第2部
寒さが続く毎日。風邪やインフルエンザが流行る季節でもあり予防接種が必要となる。某小学校の保健室にて、ここでもある人物による予防接種が行われようとしていた。
注射男「て事でお前ら、一列に並べ。」
花子さん「い・や!!」
太朗くん「注射こわいよ〜!!」
注「何だよガキんちょだな。一瞬だぜ、こんなん。」
注射の扱いとなるとこの男、注射男。しかしいざ始めようとしても注射器の針が体に刺さるという感覚はは子供にとって恐怖の塊である。
そして嫌がる理由はもう一つ。
口裂け女「貴方がやるとなると信用出来ないのよ。」
怪人アンサー「安全性に欠ける。」
ヒキ子さん「⋯⋯説得力皆無です⋯。」
さとるくん「毒薬しか調合しないのかな~とか思ってたっす。」
テケテケ「私も注射はちょっと苦手かな⋯。」
注「ンな皆してディスるなよ!俺だって一応医師免許持ってんだぞ!大学出てるし!」
「「「「へー。」」」」
注「ひどくね!?」
そもそも注射男と言う都市伝説は道行く子供に接近し毒薬を注射すると言うもの。確かに信用も安全性も説得力もない。注射というその恐怖こそ都市伝説・注射男たる所以なのだが。

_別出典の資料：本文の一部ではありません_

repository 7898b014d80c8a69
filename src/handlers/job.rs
//! Job handlers: create, list, read, update, delete.

use super::{body_to_map, parse_id};
use crate::error::AppError;
use crate::extractors::SearchParams;
use crate::models::job::{self, Job};
use crate::response::{success_many, success_one, success_one_ok};
use crate::service::RequestValidator;
use crate::state::AppState;
use axum::{
    extract::{Path, State},
    response::IntoResponse,
    Json,
};
use serde_json::{json, Value};

pub async fn create(State(state): State<AppState>, Json(body): Json<Value>) -> Result<impl IntoResponse, AppError> {
    let body = body_to_map(body)?;
    RequestValidator::validate(&body, job::CREATE_RULES)?;
    let row = Job::create(&state.pool, &body).await?;
    Ok(success_one(row))
}

pub async fn list(State(state): State<AppState>, SearchParams(params): SearchParams) -> Result<impl IntoResponse, AppError> {
    let criteria = job::FILTER.parse_query(&params)?;
    let rows = Job::find_all(&state.pool, &criteria).await?;
    Ok(success_many(rows))
}

pub async fn read(State(state): State<AppState>, Path(id_str): Path<String>) -> Result<impl IntoResponse, AppError> {
    let id = parse_id(&id_str)?;
    let row = Job::get(&state.pool, id).await?;
    Ok(success_one_ok(row))
}

pub async fn update(
    State(state): State<AppState>,
    Path(id_str): Path<String>,
    Json(body): Json<Value>,
) -> Result<impl IntoResponse, AppError> {
    let id = parse_id(&id_str)?;
    let body = body_to_map(body)?;
    RequestValidator::validate_partial(&body, job::UPDATE_RULES)?;
    let row = Job::update(&state.pool, id, &body).await?;
    Ok(success_one_ok(row))
}

pub async fn delete(State(state): State<AppState>, Path(id_str): Path<String>) -> Result<impl IntoResponse, AppError> {
    let id = parse_id(&id_str)?;
    Job::remove(&state.pool, id).await?;
    Ok(success_one_ok(json!({ "deleted": id })))
}
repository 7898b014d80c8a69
//! Shared application state for all routes.

use sqlx::PgPool;

#[derive(Clone)]
pub struct AppState {
    pub pool: PgPool,
}
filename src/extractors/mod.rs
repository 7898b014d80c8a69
//! Request extractors.

mod search;
pub use search::SearchParams;
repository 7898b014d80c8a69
//! Users and their job applications. Registration and passwords live outside this crate;
//! the password column is never selected.

use crate::error::{AppError, BuildError};
use crate::service::{fetch_all, fetch_optional, execute, Format, Rule, Rules};
use crate::sql::{build_set_clause, Clause, Field, Fields};
use serde_json::{json, Map, Value};
use sqlx::PgPool;

const COLUMNS: &str = r#"username, first_name AS "firstName", last_name AS "lastName", email, is_admin AS "isAdmin""#;

pub const FIELDS: Fields = Fields(&[
    Field::renamed("firstName", "first_name"),
    Field::renamed("lastName", "last_name"),
    Field::plain("email"),
    Field::renamed("isAdmin", "is_admin"),
]);

pub const UPDATE_RULES: Rules = &[
    ("firstName", Rule::string().length(1, 30)),
    ("lastName", Rule::string().length(1, 30)),
    ("email", Rule::string().length(6, 60).format(Format::Email)),
    ("isAdmin", Rule::boolean()),
];

pub struct User;

impl User {
    pub fn update_query(username: &str, data: &Map<String, Value>) -> Result<Clause, BuildError> {
        let set = build_set_clause(data, &FIELDS)?;
        let text = format!(
            "UPDATE users SET {} WHERE username = ${} RETURNING {}",
            set.text,
            set.next_placeholder(),
            COLUMNS
        );
        Ok(Clause {
            text,
            params: set.with_trailing_param(Value::String(username.to_string())),
        })
    }

    pub async fn find_all(pool: &PgPool) -> Result<Vec<Value>, AppError> {
        fetch_all(pool, &format!("SELECT {} FROM users ORDER BY username", COLUMNS), &[]).await
    }

    /// One user with the ids of the jobs they applied to.
    pub async fn get(pool: &PgPool, username: &str) -> Result<Value, AppError> {
        let sql = format!(
            r#"SELECT {},
                (SELECT COALESCE(json_agg(a.job_id ORDER BY a.job_id), '[]'::json)
                   FROM applications AS a
                  WHERE a.username = users.username) AS jobs
           FROM users
          WHERE username = $1"#,
            COLUMNS
        );
        fetch_optional(pool, &sql, &[Value::String(username.to_string())])
            .await?
            .ok_or_else(|| AppError::NotFound(format!("no user: {}", username)))
    }

    pub async fn update(pool: &PgPool, username: &str, data: &Map<String, Value>) -> Result<Value, AppError> {
        let q = Self::update_query(username, data)?;
        fetch_optional(pool, &q.text, &q.params)
            .await?
            .ok_or_else(|| AppError::NotFound(format!("no user: {}", username)))
    }

    pub async fn remove(pool: &PgPool, username: &str) -> Result<(), AppError> {
        let n = execute(pool, "DELETE FROM users WHERE username = $1", &[Value::String(username.to_string())]).await?;
        if n == 0 {
            return Err(AppError::NotFound(format!("no user: {}", username)));
        }
        Ok(())
    }

    /// Record that `username` applied to job `job_id`. Applying twice is a Conflict.
    pub async fn apply_to_job(pool: &PgPool, username: &str, job_id: i64) -> Result<Value, AppError> {
        let job = fetch_optional(pool, "SELECT id FROM jobs WHERE id = $1", &[json!(job_id)]).await?;
        if job.is_none() {
            return Err(AppError::NotFound(format!("no job: {}", job_id)));
        }
        let user = fetch_optional(pool, "SELECT username FROM users WHERE username = $1", &[json!(username)]).await?;
        if user.is_none() {
            return Err(AppError::NotFound(format!("no user: {}", username)));
        }
        let inserted = execute(
            pool,
            "INSERT INTO applications (job_id, username) VALUES ($1, $2) ON CONFLICT DO NOTHING",
            &[json!(job_id), json!(username)],
        )
        .await?;
        if inserted == 0 {
            return Err(AppError::Conflict(format!("{} already applied to job {}", username, job_id)));
        }
        Ok(json!({ "applied": job_id }))
    }
}
//! Company, job and user routes.

use crate::handlers::{company, job, user};
use crate::state::AppState;
use axum::{routing::get, routing::post, Router};

pub fn api_routes(state: AppState) -> Router {
    Router::new()
        .route("/companies", get(company::list).post(company::create))
        .route(
            "/companies/:handle",
            get(company::read).patch(company::update).delete(company::delete),
        )
        .route("/jobs", get(job::list).post(job::create))
        .route("/jobs/:id", get(job::read).patch(job::update).delete(job::delete))
        .route("/users", get(user::list))
        .route(
            "/users/:username",
            get(user::read).patch(user::update).delete(user::delete),
        )
        .route("/users/:username/jobs/:id", post(user::apply))
        .with_state(state)
}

怪「そもそも医師も薬剤師も製薬業もどれも職業としては別物だろう。何故薬品の調合が出来るのだ。」
注「分かってらいそんな事。俺が天才だからに決まってんだろ。」
花「信頼感がないのよ、信頼感が。」
太「こわいよ~。」
さ「あ⋯、じゃあ最初は僕がしよっか?」
そこへさとるくんが第一犠牲者の名乗りを挙げた。皆の不安が募る中、彼自身も緊張しながら椅子に腰掛けた。
注「つか知り合いのよしみでタダで注射して貰えるんだぜ?普通に病院行くと正規料金かかるんだぞ。」
さ「お、お願いしまーす。」
袖を捲り消毒液を染み込ませたコットンで腕を拭き、慣れた手付きで針を射し注射を完了させた。その姿はさながら本物の医師の様だった。
注「ほい、終わり。」
さ「うわ、ほとんど痛くなかった!」
注「だから言っただろ。」
花「それで毒薬だったら意味ないわよ。」
さ「大丈夫、大丈夫。ほら生きてるし。」
注「俺の毒薬は即効性だからな。次!」
嫌がる花子さん、怖がる太朗くんと次々予防接種を済ませた。
注「次ヒキ子だぞ。」
ヒ「⋯生まれてから一度も病に伏した事はないので⋯。」
注「何だ怖いのか~?」
ヒ「⋯お願いします。」
結局全員が予防接種を受け、その日限りの診療所は夜明けと共に終了したのだった。
テ「なんか意外な一面を見た感じだね~。」
ヒ「⋯そうですね⋯。」
花「これでインフルになったらぶん殴ってやるわ。」
口「⋯⋯⋯。」
テ「どうしたの口裂けさん。」
口「⋯私弱いのよね、ああいうギャップ。」
「「ええっ!?」」
注「ま、マジっすか口裂けさん!!」
口「なっ!?盗み聞きしないで頂戴!取り消しよ!前言撤回!」
注「そんな~⋯。」
この冬、注射男の予防接種のお陰で誰一人インフルエンザにかかった者は居なかった。しかし数日後。
さ「注射男さんまだ来ないっすね。」
太「どうしたんだろ~。」
怪「心配するな。また口裂け女のストーカーでもしているのだろう。」
さ「それもそうっすねー。」
実は注射男のみ、インフルエンザにかかって寝込んでいたのであった。